First, let's generate some texts for test.

In [145]:
def generate_clearcut_topics():
    return np.repeat(["we love cats", "we hate dogs"], [1000, 1000])

def generate_unbalanced_topics():
    return np.repeat(["we love cats", "we love dogs"], [10, 1000])

clearcut_topics = generate_clearcut_topics()
unbalanced_topics = generate_unbalanced_topics()

In [146]:
def find_topic(texts, topic_model, n_topics, vec_model="tf", thr=1e-2):
    """Return a list of topics from texts - for demostration of simple data
    texts: array-like strings
    topic_model: {"nmf", "svd", "lda"} for LSA_NMF, LSA_SVD, LDA
    n_topics: # of topics in texts
    vec_model: {"tf", "tfidf"} for term_freq, term_freq_inverse_doc_freq
    thr: threshold for finding keywords in a topic model
    """
    ## vectorization
    vectorizer = CountVectorizer() if vec_model == "tf" else TfidfVectorizer()
    text_vec = vectorizer.fit_transform(texts)
    words = np.array(vectorizer.get_feature_names())
    ## topic finding
    topic_models = {"nmf": NMF, "svd": TruncatedSVD, "lda": LatentDirichletAllocation}
    topicfinder = topic_models[topic_model](n_topics).fit(text_vec)
    topic_dists = topicfinder.components_
    ## keywords for topics
    ## Unlike other models, LSA_SVD will generate negative values in topic_word distribution,
    ## which makes it ambiguous to choose keywords for topics.
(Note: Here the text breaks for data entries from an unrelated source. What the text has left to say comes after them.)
//! Disc colors and per-color data storage.
//!
//! ## Color
//!
//! The two sides of a Reversi game. Black always moves first on a freshly
//! constructed board.
//!
//! ## ColorMap
//!
//! Fixed two-slot storage indexed by `Color`, used for scores and for
//! per-color session state.

use serde::{Deserialize, Serialize};
use std::ops::{Index, IndexMut};
use std::str::FromStr;

use super::error::GameError;

/// One of the two players, identified by disc color.
#[derive(Clone, Copy, Debug, PartialEq, Eq, Hash, PartialOrd, Ord, Serialize, Deserialize)]
pub enum Color {
    Black,
    White,
}

impl Color {
    /// Both colors, black first.
    pub const ALL: [Color; 2] = [Color::Black, Color::White];

    /// The other color.
    #[must_use]
    pub const fn opponent(self) -> Self {
        match self {
            Color::Black => Color::White,
            Color::White => Color::Black,
        }
    }

    /// Slot index used by `ColorMap`.
    #[must_use]
    pub const fn index(self) -> usize {
        match self {
            Color::Black => 0,
            Color::White => 1,
        }
    }

    /// Glyph used by the textual board view.
    #[must_use]
    pub const fn glyph(self) -> char {
        match self {
            Color::Black => 'X',
            Color::White => 'O',
        }
    }

    /// Parse a single-character color tag.
    ///
    /// Accepts `B`/`X` for black and `W`/`O` for white, case-insensitive.
    ///
    /// ```
    /// use rust_reversi::core::Color;
    ///
    /// assert_eq!(Color::from_tag('B'), Some(Color::Black));
    /// assert_eq!(Color::from_tag('o'), Some(Color::White));
    /// assert_eq!(Color::from_tag('?'), None);
    /// ```
    #[must_use]
    pub fn from_tag(tag: char) -> Option<Self> {
        match tag.to_ascii_uppercase() {
            'B' | 'X' => Some(Color::Black),
            'W' | 'O' => Some(Color::White),
            _ => None,
        }
    }
}

impl std::fmt::Display for Color {
    fn fmt(&self, f: &mut std::fmt::Formatter<'_>) -> std::fmt::Result {
        match self {
            Color::Black => write!(f, "Black"),
            Color::White => write!(f, "White"),
        }
    }
}

impl FromStr for Color {
    type Err = GameError;

    fn from_str(s: &str) -> Result<Self, Self::Err> {
        match s.to_ascii_lowercase().as_str() {
            "black" => Ok(Color::Black),
            "white" => Ok(Color::White),
            _ => {
                let mut chars = s.chars();
                match (chars.next(), chars.next()) {
                    (Some(tag), None) => Color::from_tag(tag),
                    _ => None,
                }
                .ok_or_else(|| GameError::InvalidConfiguration(format!("unknown color tag {s:?}")))
            }
        }
    }
}

/// Per-color data storage with O(1) access.
///
/// ## Example
///
/// ```
/// use rust_reversi::core::{Color, ColorMap};
///
/// let mut discs: ColorMap<usize> = ColorMap::with_value(2);
/// discs[Color::White] += 1;
///
/// assert_eq!(discs[Color::Black], 2);
/// assert_eq!(discs[Color::White], 3);
/// ```
#[derive(Clone, Copy, Debug, Default, PartialEq, Eq, Hash, Serialize, Deserialize)]
pub struct ColorMap<T> {
    data: [T; 2],
}

impl<T> ColorMap<T> {
    /// Create a map with values from a factory function.
    pub fn new(factory: impl Fn(Color) -> T) -> Self {
        Self {
            data: [factory(Color::Black), factory(Color::White)],
        }
    }

    /// Create a map from the black and white entries.
    pub fn from_pair(black: T, white: T) -> Self {
        Self { data: [black, white] }
    }

    /// Create a map with both entries set to the same value.
    pub fn with_value(value: T) -> Self
    where
        T: Clone,
    {
        Self {
            data: [value.clone(), value],
        }
    }

    /// Get a reference to a color's data.
    #[must_use]
    pub fn get(&self, color: Color) -> &T {
        &self.data[color.index()]
    }

    /// Get a mutable reference to a color's data.
    pub fn get_mut(&mut self, color: Color) -> &mut T {
        &mut self.data[color.index()]
    }

    /// Iterate over (Color, &T) pairs, black first.
    pub fn iter(&self) -> impl Iterator<Item = (Color, &T)> {
        Color::ALL.into_iter().zip(self.data.iter())
    }
}

impl<T> Index<Color> for ColorMap<T> {
    type Output = T;

    fn index(&self, color: Color) -> &Self::Output {
        self.get(color)
    }
}

impl<T> IndexMut<Color> for ColorMap<T> {
    fn index_mut(&mut self, color: Color) -> &mut Self::Output {
        self.get_mut(color)
    }
}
I choose to keep the sign
    ## with the words here.
    def _topic_keywords(topic_dist):
        keywords_index = np.abs(topic_dist) >= thr
        keywords_prefix = np.where(np.sign(topic_dist) > 0, "", "^")[keywords_index]
        keywords = " | ".join(map(lambda x: "".join(x), zip(keywords_prefix, words[keywords_index])))
        return keywords
    
    topic_keywords = map(_topic_keywords, topic_dists)
    return topic_keywords

## SVD: from complete vector, flip some bits, then flip more bits, to keep the directions orthogonal
pick the most principal (significant direction to flip off)

In [152]:
find_topic(clearcut_topics, "svd", 3, vec_model="tf")

[u'cats | dogs | hate | love | we',
 u'cats | ^dogs | ^hate | love',
 u'^cats | ^dogs | ^hate | ^love | we']